Together, the four of them made their way down to the elaborate entrance hall of the castle, where statues of all the past kings, Grand and Second, lined the hall. In front of a veiled statue, they found the sculptor, several of Wildas’ many siblings, uncles, aunts, and cousins, Former Second King Shelton – dressed in his violet sorcerer’s robes – and Former Queens Yvona and Xiao. Both women were wearing dark gowns, and Xiao looked like she hadn’t been eating or sleeping well for quite some time. Coulta knew she hadn’t been handling the death of her husband as well as her remaining spouses were handling it, but he hadn’t expected her to look quite this unwell.
“She’s not well,” Myri said quietly, so that Coulta and Anil could hear her, but not Wildas, who was speaking to the master sculptor.
“Can you do anything for her?” Anil questioned softly. “You’re a healer.”
“Yes, but I can’t do anything for someone who refuses my help,” the other queen argued. “I’ve tried to help her numerous times. She won’t let me.”
“The last thing Wildas needs at the moment is to lose a mother,” Coulta pointed out.
Myri shook her head and sighed. “I know. Trust me, I know. There’s simply nothing I can do.”
The conversation was disrupted by the squat sculptor raising his voice to speak to all of them. “My lords and ladies, your majesties and highnesses, it has been an honor to sculpt the likeness of His Majesty, Grand King Deandre. I present to you now my life’s work.”
Coulta thought the artist was a bit over-dramatic, especially when he bowed low enough to nearly touch the floor with his wild hair. But the statue truly was a masterpiece. Deandre stood before them, immortalized in marble, holding a shield that bore the leaping-steed crest of the royal family. A long cape flowed around him shoulders, and on his head was a marble replica of the grand crown that now belonged to Wildas, and was only worn for public ceremonies. And his face was remarkably detailed. If the statue hadn’t been devoid of human color, Coulta would have thought the Former Grand King could come alive again.
Coulta jumped when a hand gripped his shoulder, and started to lift his arms in natural defense, until he realized it was Rohan.
“One of your agents is here,” the prince told him quietly, taking his hand back. “He’s injured.”

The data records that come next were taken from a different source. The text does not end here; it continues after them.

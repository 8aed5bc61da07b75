mod cli_args;
mod commands;
mod output;

use anyhow::Result;
use clap::Parser;
use colored::*;
use log;
use std::process;

use cli_args::{Cli, Commands, RunArgs};
use webctx_core::AppError;

fn main() {
    let cli_args = Cli::parse();

    setup_logging(cli_args.quiet, cli_args.verbose);

    let quiet = cli_args.quiet;
    log::debug!("CLI args parsed: {:?}", cli_args);

    let exit_code = match run_app(cli_args, quiet) {
        Ok(_) => {
            log::info!("Application finished successfully.");
            0
        }
        Err(e) => {
            let core_err = e.downcast_ref::<AppError>();
            let exit_code = match core_err {
                Some(AppError::Config(_)) => 1,
                Some(AppError::TomlParse(_)) => 1,
                Some(AppError::Io(_)) => 2,
                Some(AppError::FileRead { .. }) => 2,
                Some(AppError::FileWrite { .. }) => 2,
                Some(AppError::WalkDir(_)) => 2,
                Some(AppError::Session(_)) => 3,
                Some(AppError::Tool { .. }) => 3,
                Some(AppError::Clipboard(_)) => 4,
                Some(AppError::InvalidArgument(_)) => 5,
                Some(_) => 1,
                None => 1,
            };

            if !quiet || exit_code == 1 || exit_code == 5 {
                eprintln!("{} {:#}", "Error:".red().bold(), e);
            } else {
                log::error!("Application failed: {:#}", e);
            }

            exit_code
        }
    };
    log::debug!("Exiting with code {}", exit_code);
    process::exit(exit_code);
}

fn setup_logging(quiet: bool, verbose: u8) {
    let log_level = if quiet {
        log::LevelFilter::Off
    } else {
        match verbose {
            0 => log::LevelFilter::Warn,
            1 => log::LevelFilter::Info,
            2 => log::LevelFilter::Debug,
            _ => log::LevelFilter::Trace,
        }
    };
    env_logger::Builder::new()
        .filter_level(log_level)
        .format_timestamp(None)
        .init();
    log::trace!("Logger initialized with level: {:?}", log_level);
}

fn run_app(cli: Cli, quiet: bool) -> Result<()> {
    match cli.command {
        None => {
            log::debug!("No subcommand given, executing 'run' with defaults...");
            commands::run::handle_run_command(RunArgs::default(), quiet)
        }
        Some(Commands::Run(args)) => {
            log::debug!("Executing 'run' command...");
            commands::run::handle_run_command(args, quiet)
        }
        Some(Commands::Config) => {
            log::debug!("Executing 'config' command...");
            commands::config::handle_config_command()
        }
    }
}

Which would explain why someone had returned before Coulta had expected them. “Is he in the infirmary?”
Rohan nodded. “I don’t know how bad he is, but he was having trouble staying conscious.”
“Do you need me?” Myri questioned.
“The other healers can take care of him, they said,” Rohan answered. “Just get there as soon as you can. But, Coulta, you should see him now, in case he doesn’t make it.”
Coulta nodded, and turned to his wives. “Tell Wildas and Shelton.”
They both nodded, and Wildas followed Rohan toward the infirmary. He had a feeling it was the same spy who had contacted him a week ago. The spy had told him that he might have been found out, but Coulta had told him to stay where he was until he knew for sure. Now he doubted his own judgment, and he needed to know what was actually going on.
That wasn’t to happen, though. As soon as he stepped into the infirmary, a young healer ran up to him. She bowed, then informed him, “He died, Your Highness. I’m sorry.”
Coulta nearly slammed his fist into the stone wall from frustration, but the young woman’s next words kept him from doing something that foolish.
“He told me one thing before he died. War’s coming.”